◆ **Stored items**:
=== Section Start ===
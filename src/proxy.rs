//! The forwarder: relays any non-/metrics request to the printer with digest
//! credentials injected.
//!
//! Pure per-call translation, no state. Method and body are preserved on the
//! way up; status, headers, and body are relayed verbatim on the way back.
//! Local failures answer 500 with the error text as the body and are never
//! retried.

use crate::server::AppState;
use axum::body::{Body, Bytes};
use axum::extract::State;
use axum::http::{Method, Request, StatusCode, Uri};
use axum::response::{IntoResponse, Response};
use std::sync::Arc;
use tracing::warn;

pub async fn forward(State(state): State<Arc<AppState>>, req: Request<Body>) -> Response {
    let (parts, body) = req.into_parts();
    let body = match axum::body::to_bytes(body, usize::MAX).await {
        Ok(bytes) => bytes,
        Err(err) => return local_error(err),
    };
    match relay(&state, parts.method, &parts.uri, body).await {
        Ok(response) => response,
        Err(err) => local_error(err),
    }
}

async fn relay(
    state: &AppState,
    method: Method,
    uri: &Uri,
    body: Bytes,
) -> anyhow::Result<Response> {
    let path_and_query = uri
        .path_and_query()
        .map(|pq| pq.as_str())
        .unwrap_or_else(|| uri.path());

    let upstream = state
        .proxy_client
        .execute(method, path_and_query, body.to_vec())
        .await?;

    let status = upstream.status();
    let headers = upstream.headers().clone();
    let body = upstream.bytes().await?;

    let mut response = Response::new(Body::from(body));
    *response.status_mut() = status;
    *response.headers_mut() = headers;
    Ok(response)
}

fn local_error(err: impl std::fmt::Display) -> Response {
    warn!(error = %err, "proxy request failed");
    (StatusCode::INTERNAL_SERVER_ERROR, err.to_string()).into_response()
}
//! printbridge daemon - digest-authenticated printer proxy and Prometheus
//! exporter.

use anyhow::Result;
use clap::Parser;
use printbridge::cli::Cli;
use printbridge::client::PrinterClient;
use printbridge::collector::SnapshotCollector;
use printbridge::server::{self, AppState};
use tracing::{info, Level};

#[tokio::main]
async fn main() -> Result<()> {
    let cli = Cli::parse();

    // Initialize logging
    tracing_subscriber::fmt()
        .with_max_level(Level::INFO)
        .init();

    info!("printbridge v{} starting", env!("CARGO_PKG_VERSION"));
    info!("Printer address: {}", cli.address);

    // The metrics client carries the per-fetch timeout; the proxy client has
    // none so long-running printer calls pass through untouched.
    let metrics_client = PrinterClient::new(
        &cli.address,
        &cli.username,
        &cli.password,
        Some(cli.fetch_timeout()),
    )?;
    let proxy_client = PrinterClient::new(&cli.address, &cli.username, &cli.password, None)?;

    let state = AppState {
        collector: SnapshotCollector::new(metrics_client),
        proxy_client,
    };

    server::run(&cli.bind, state).await
}
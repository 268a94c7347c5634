//! Shell completion generation command.

use std::io;

use clap::CommandFactory;
use clap_complete::Shell;

use crate::cli::Cli;

/// Generates shell completions for the specified shell.
pub fn execute(shell: Shell) {
    let mut cmd = Cli::command();
    clap_complete::generate(shell, &mut cmd, "mockup", &mut io::stdout());
}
=== Section End ===
◆ **EXERCISE BRIEF**:
Retype the entries one by one, exactly.

◆ **COMPLETED EXERCISE**:
filename src/proxy.rs
//! The forwarder: relays any non-/metrics request to the printer with digest
//! credentials injected.
//!
//! Pure per-call translation, no state. Method and body are preserved on the
//! way up; status, headers, and body are relayed verbatim on the way back.
//! Local failures answer 500 with the error text as the body and are never
//! retried.

use crate::server::AppState;
use axum::body::{Body, Bytes};
use axum::extract::State;
use axum::http::{Method, Request, StatusCode, Uri};
use axum::response::{IntoResponse, Response};
use std::sync::Arc;
use tracing::warn;

pub async fn forward(State(state): State<Arc<AppState>>, req: Request<Body>) -> Response {
    let (parts, body) = req.into_parts();
    let body = match axum::body::to_bytes(body, usize::MAX).await {
        Ok(bytes) => bytes,
        Err(err) => return local_error(err),
    };
    match relay(&state, parts.method, &parts.uri, body).await {
        Ok(response) => response,
        Err(err) => local_error(err),
    }
}

async fn relay(
    state: &AppState,
    method: Method,
    uri: &Uri,
    body: Bytes,
) -> anyhow::Result<Response> {
    let path_and_query = uri
        .path_and_query()
        .map(|pq| pq.as_str())
        .unwrap_or_else(|| uri.path());

    let upstream = state
        .proxy_client
        .execute(method, path_and_query, body.to_vec())
        .await?;

    let status = upstream.status();
    let headers = upstream.headers().clone();
    let body = upstream.bytes().await?;

    let mut response = Response::new(Body::from(body));
    *response.status_mut() = status;
    *response.headers_mut() = headers;
    Ok(response)
}

fn local_error(err: impl std::fmt::Display) -> Response {
    warn!(error = %err, "proxy request failed");
    (StatusCode::INTERNAL_SERVER_ERROR, err.to_string()).into_response()
}
//! printbridge daemon - digest-authenticated printer proxy and Prometheus
//! exporter.

use anyhow::Result;
use clap::Parser;
use printbridge::cli::Cli;
use printbridge::client::PrinterClient;
use printbridge::collector::SnapshotCollector;
use printbridge::server::{self, AppState};
use tracing::{info, Level};

#[tokio::main]
async fn main() -> Result<()> {
    let cli = Cli::parse();

    // Initialize logging
    tracing_subscriber::fmt()
        .with_max_level(Level::INFO)
        .init();

    info!("printbridge v{} starting", env!("CARGO_PKG_VERSION"));
    info!("Printer address: {}", cli.address);

    // The metrics client carries the per-fetch timeout; the proxy client has
    // none so long-running printer calls pass through untouched.
    let metrics_client = PrinterClient::new(
        &cli.address,
        &cli.username,
        &cli.password,
        Some(cli.fetch_timeout()),
    )?;
    let proxy_client = PrinterClient::new(&cli.address, &cli.username, &cli.password, None)?;

    let state = AppState {
        collector: SnapshotCollector::new(metrics_client),
        proxy_client,
    };

    server::run(&cli.bind, state).await
}
repository 268a94c7347c5634
//! Shell completion generation command.

use std::io;

use clap::CommandFactory;
use clap_complete::Shell;

use crate::cli::Cli;

/// Generates shell completions for the specified shell.
pub fn execute(shell: Shell) {
    let mut cmd = Cli::command();
    clap_complete::generate(shell, &mut cmd, "mockup", &mut io::stdout());
}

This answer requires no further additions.